FKRP-dependent glycosylation of fibronectin regulates muscle pathology in muscular dystrophy

The muscular dystrophies encompass a broad range of pathologies with varied clinical outcomes. In the case of patients carrying defects in fukutin-related protein (FKRP), these diverse pathologies arise from mutations within the same gene. This is surprising as FKRP is a glycosyltransferase, whose only identified function is to transfer ribitol-5-phosphate to alpha -dystroglycan (alpha -DG). Although this modification is critical for extracellular matrix attachment, alpha -DG's glycosylation status relates poorly to disease severity, suggesting the existence of unidentified FKRP targets. Here we reveal that FKRP directs sialylation of fibronectin, a process essential for collagen recruitment to the muscle basement membrane. Thus, our results reveal that FKRP simultaneously regulates the two major muscle-ECM linkages essential for fibre survival, and establishes a new disease axis for the muscular dystrophies. FKRP mutations cause muscular dystrophies with varied clinical presentations.
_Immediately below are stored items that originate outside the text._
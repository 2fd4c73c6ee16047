//! cache_delete tool implementation.
//!
//! Deletes a bucket and every entry in it, or a single entry.

use rmcp::{ErrorData as McpError, model::CallToolResult};
use schemars::JsonSchema;
use serde::{Deserialize, Serialize};

use crate::tools::json_result;
use portal_client::CacheProxy;
use portal_core::{CacheRequest, Error};

/// Parameters for the cache_delete tool.
#[derive(Debug, Clone, Serialize, Deserialize, JsonSchema)]
pub struct CacheDeleteParams {
    /// Name of the bucket.
    pub bucket: String,

    /// Delete only this URL's entry instead of the whole bucket.
    #[serde(default)]
    pub url: Option<String>,
}

/// Output from the cache_delete tool.
#[derive(Debug, Clone, Serialize, Deserialize, JsonSchema)]
pub struct CacheDeleteOutput {
    pub bucket: String,
    #[serde(skip_serializing_if = "Option::is_none")]
    pub url: Option<String>,
    /// False if nothing matched.
    pub deleted: bool,
}

/// Implementation of the cache_delete tool.
pub async fn delete_impl(proxy: &CacheProxy, params: CacheDeleteParams) -> Result<CallToolResult, McpError> {
    if params.bucket.trim().is_empty() {
        return Err(Error::InvalidInput("bucket cannot be empty".to_string()).into());
    }

    if let Some(url) = params.url {
        let url = proxy.settings().resolve_url(&url)?;
        let deleted = proxy
            .cache()
            .delete_entry(&params.bucket, &CacheRequest::get(url.as_str()))
            .await?;
        return Ok(json_result(&CacheDeleteOutput { bucket: params.bucket, url: Some(url.to_string()), deleted })?);
    }

    let deleted = proxy.cache().delete_bucket(&params.bucket).await?;
    if deleted && params.bucket == proxy.settings().cache_name {
        tracing::warn!(bucket = %params.bucket, "deleted the current cache; offline fallback unavailable until reinstall");
    }

    Ok(json_result(&CacheDeleteOutput { bucket: params.bucket, url: None, deleted })?)
}

#[cfg(test)]
mod tests {
    use super::*;
    use crate::tools::testing::{offline_proxy, output};
    use portal_core::{ResponseType, StoredResponse};

    #[tokio::test]
    async fn test_delete_existing_bucket() {
        let (proxy, _) = offline_proxy().await;
        proxy.cache().open_bucket("v3").await.unwrap();

        let result = delete_impl(&proxy, CacheDeleteParams { bucket: "v3".to_string(), url: None })
            .await
            .unwrap();

        let out: CacheDeleteOutput = output(&result);
        assert!(out.deleted);
        assert!(!proxy.cache().has_bucket("v3").await.unwrap());
    }

    #[tokio::test]
    async fn test_delete_missing_bucket() {
        let (proxy, _) = offline_proxy().await;

        let result = delete_impl(&proxy, CacheDeleteParams { bucket: "v1".to_string(), url: None })
            .await
            .unwrap();

        let out: CacheDeleteOutput = output(&result);
        assert!(!out.deleted);
    }

    #[tokio::test]
    async fn test_delete_single_entry() {
        let (proxy, _) = offline_proxy().await;
        let url = "http://127.0.0.1:1/app/index.tsx";
        let stored = StoredResponse {
            url: url.to_string(),
            status: 200,
            status_text: "OK".to_string(),
            response_type: ResponseType::Basic,
            headers: Vec::new(),
            body: b"export {}".to_vec(),
        };
        proxy
            .cache()
            .put_entry("v4", &CacheRequest::get(url), &stored)
            .await
            .unwrap();

        let params = CacheDeleteParams { bucket: "v4".to_string(), url: Some("./index.tsx".to_string()) };
        let out: CacheDeleteOutput = output(&delete_impl(&proxy, params).await.unwrap());

        assert!(out.deleted);
        assert_eq!(out.url.as_deref(), Some(url));
        assert!(proxy.cache().has_bucket("v4").await.unwrap());
        assert!(proxy.cache().list_entries("v4").await.unwrap().is_empty());
    }

    #[tokio::test]
    async fn test_delete_empty_name() {
        let (proxy, _) = offline_proxy().await;
        let result = delete_impl(&proxy, CacheDeleteParams { bucket: " ".to_string(), url: None }).await;
        assert!(result.is_err());
    }
}
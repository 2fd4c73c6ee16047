//! Error type shared by the cache store, the network layer and the proxy.
//!
//! Messages start with a stable code (`CACHE_ERROR`, `NETWORK_ERROR`, ...).

use rmcp::model::{ErrorCode, ErrorData as McpError};
use tokio_rusqlite::rusqlite;

#[derive(Debug, thiserror::Error)]
pub enum Error {
    /// Invalid input parameters (e.g., unknown request mode).
    #[error("INVALID_INPUT: {0}")]
    InvalidInput(String),

    /// No cache entry or bucket matched the lookup.
    #[error("CACHE_MISS: {0}")]
    CacheMiss(String),

    /// Database operation failed.
    #[error("CACHE_ERROR: {0}")]
    Database(tokio_rusqlite::Error),

    /// Migration failed to apply.
    #[error("CACHE_ERROR: migration failed: {0}")]
    MigrationFailed(String),

    /// A stored column could not be decoded.
    #[error("CACHE_ERROR: corrupt entry: {0}")]
    CorruptEntry(String),

    /// Invalid URL.
    #[error("INVALID_URL: {0}")]
    InvalidUrl(String),

    /// The network fetch did not produce a response.
    #[error("NETWORK_ERROR: {0}")]
    Network(String),

    /// Fetch timeout.
    #[error("FETCH_TIMEOUT: {0}")]
    FetchTimeout(String),

    /// Fetch response too large.
    #[error("FETCH_TOO_LARGE: {0}")]
    FetchTooLarge(String),

    /// One or more manifest assets could not be fetched; nothing was stored.
    #[error("INSTALL_FAILED: {0}")]
    InstallFailed(String),
}

impl Error {
    /// Whether this error means the network never produced a response.
    pub fn is_network_failure(&self) -> bool {
        matches!(self, Error::Network(_) | Error::FetchTimeout(_) | Error::FetchTooLarge(_))
    }

    /// JSON-RPC error code reported to MCP clients.
    ///
    /// Storage failures share one code; the message prefix tells them apart.
    pub fn rpc_code(&self) -> i32 {
        match self {
            Error::InvalidInput(_) => -32602,
            Error::CacheMiss(_) => -32001,
            Error::Database(_) | Error::MigrationFailed(_) | Error::CorruptEntry(_) => -32002,
            Error::InvalidUrl(_) => -32003,
            Error::Network(_) => -32004,
            Error::FetchTimeout(_) => -32006,
            Error::FetchTooLarge(_) => -32007,
            Error::InstallFailed(_) => -32013,
        }
    }
}

impl From<tokio_rusqlite::Error<Error>> for Error {
    fn from(err: tokio_rusqlite::Error<Error>) -> Self {
        match err {
            tokio_rusqlite::Error::Error(e) => e,
            tokio_rusqlite::Error::ConnectionClosed => Error::Database(tokio_rusqlite::Error::ConnectionClosed),
            tokio_rusqlite::Error::Close(c) => Error::Database(tokio_rusqlite::Error::Close(c)),
            _ => Error::Database(tokio_rusqlite::Error::ConnectionClosed),
        }
    }
}

impl From<tokio_rusqlite::Error<rusqlite::Error>> for Error {
    fn from(err: tokio_rusqlite::Error<rusqlite::Error>) -> Self {
        Error::Database(err)
    }
}

impl From<rusqlite::Error> for Error {
    fn from(err: rusqlite::Error) -> Self {
        Error::Database(tokio_rusqlite::Error::Error(err))
    }
}

impl From<serde_json::Error> for Error {
    fn from(err: serde_json::Error) -> Self {
        Error::CorruptEntry(err.to_string())
    }
}

impl From<Error> for McpError {
    fn from(err: Error) -> Self {
        McpError { code: ErrorCode(err.rpc_code()), message: err.to_string().into(), data: None }
    }
}
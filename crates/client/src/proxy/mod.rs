//! Cache-first offline proxy.
//!
//! ### Lifecycle
//! - **install**: open the current bucket and store every manifest asset as
//!   one batch. Any failed asset fails the whole install and nothing is
//!   written. A successful install asks to be activated right away.
//! - **activate**: delete every bucket except the current one, then claim
//!   open clients.
//!
//! ### Fetch interception
//! - Non-GET requests pass through untouched.
//! - Cache hit: served without touching the network.
//! - Cache miss: fetched; a 200 `basic` response is stored by a detached task
//!   while the caller gets its copy immediately.
//! - Network failure: navigations get the cached offline page, everything
//!   else gets an empty result.
//!
//! Handlers hold no state between calls beyond the cache itself.

pub mod clients;
mod intercept;
mod lifecycle;

pub use clients::{ClientControl, ClientInfo, ClientRegistry};
pub use intercept::{FetchDecision, Responded, ResponseSource};
pub use lifecycle::{ActivateReport, InstallReport};

use std::sync::Arc;

use ::url::Url;
use portal_core::manifest::{ASSETS_TO_CACHE, CACHE_NAME, OFFLINE_URL};
use portal_core::{CacheDb, Error, StoredResponse};

use crate::fetch::{Network, ProxyRequest, resolve};

/// The proxy's fixed configuration, resolved against the app scope.
#[derive(Debug, Clone)]
pub struct ProxySettings {
    /// App origin and base path relative references resolve against.
    pub scope: Url,
    /// Current bucket name. Every other bucket is stale.
    pub cache_name: String,
    pub offline_url: Url,
    /// Manifest assets in declaration order.
    pub assets: Vec<Url>,
}

impl ProxySettings {
    /// Resolve the compiled-in manifest against `scope`.
    pub fn from_manifest(scope: &Url) -> Result<Self, Error> {
        Self::resolve(scope, CACHE_NAME, OFFLINE_URL, ASSETS_TO_CACHE)
    }

    /// Resolve an arbitrary version, offline page and asset list.
    pub fn resolve(scope: &Url, cache_name: &str, offline_url: &str, assets: &[&str]) -> Result<Self, Error> {
        let to_url = |input: &str| resolve(scope, input).map_err(|e| Error::InvalidUrl(format!("{input}: {e}")));

        Ok(Self {
            scope: scope.clone(),
            cache_name: cache_name.to_string(),
            offline_url: to_url(offline_url)?,
            assets: assets.iter().map(|asset| to_url(asset)).collect::<Result<_, _>>()?,
        })
    }

    /// Resolve a URL or scope-relative path the way manifest entries are.
    pub fn resolve_url(&self, input: &str) -> Result<Url, Error> {
        resolve(&self.scope, input).map_err(|e| Error::InvalidUrl(format!("{input}: {e}")))
    }
}

/// Cache-first proxy over a cache store, a network and a client registry.
#[derive(Clone)]
pub struct CacheProxy {
    db: CacheDb,
    network: Arc<dyn Network>,
    clients: Arc<dyn ClientControl>,
    settings: ProxySettings,
}

impl CacheProxy {
    pub fn new(
        db: CacheDb, network: Arc<dyn Network>, clients: Arc<dyn ClientControl>, settings: ProxySettings,
    ) -> Self {
        Self { db, network, clients, settings }
    }

    pub fn settings(&self) -> &ProxySettings {
        &self.settings
    }

    pub fn cache(&self) -> &CacheDb {
        &self.db
    }

    /// Send a request straight to the network, bypassing the cache.
    pub async fn pass_through(&self, request: &ProxyRequest) -> Result<StoredResponse, Error> {
        self.network.fetch(request).await
    }
}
The target of FKRP is alpha -dystroglycan, but here the authors show that FKRP also directs sialylation of fibronectin, a process that is essential for recruitment o collagen to the muscle basement membrane.

Automated summary

Mutations in FKRP cause muscular dystrophies with diverse clinical presentations. In addition to targeting alpha-dystroglycan, FKRP also guides the sialylation of fibronectin, which is essential for collagen recruitment to the muscle basement membrane.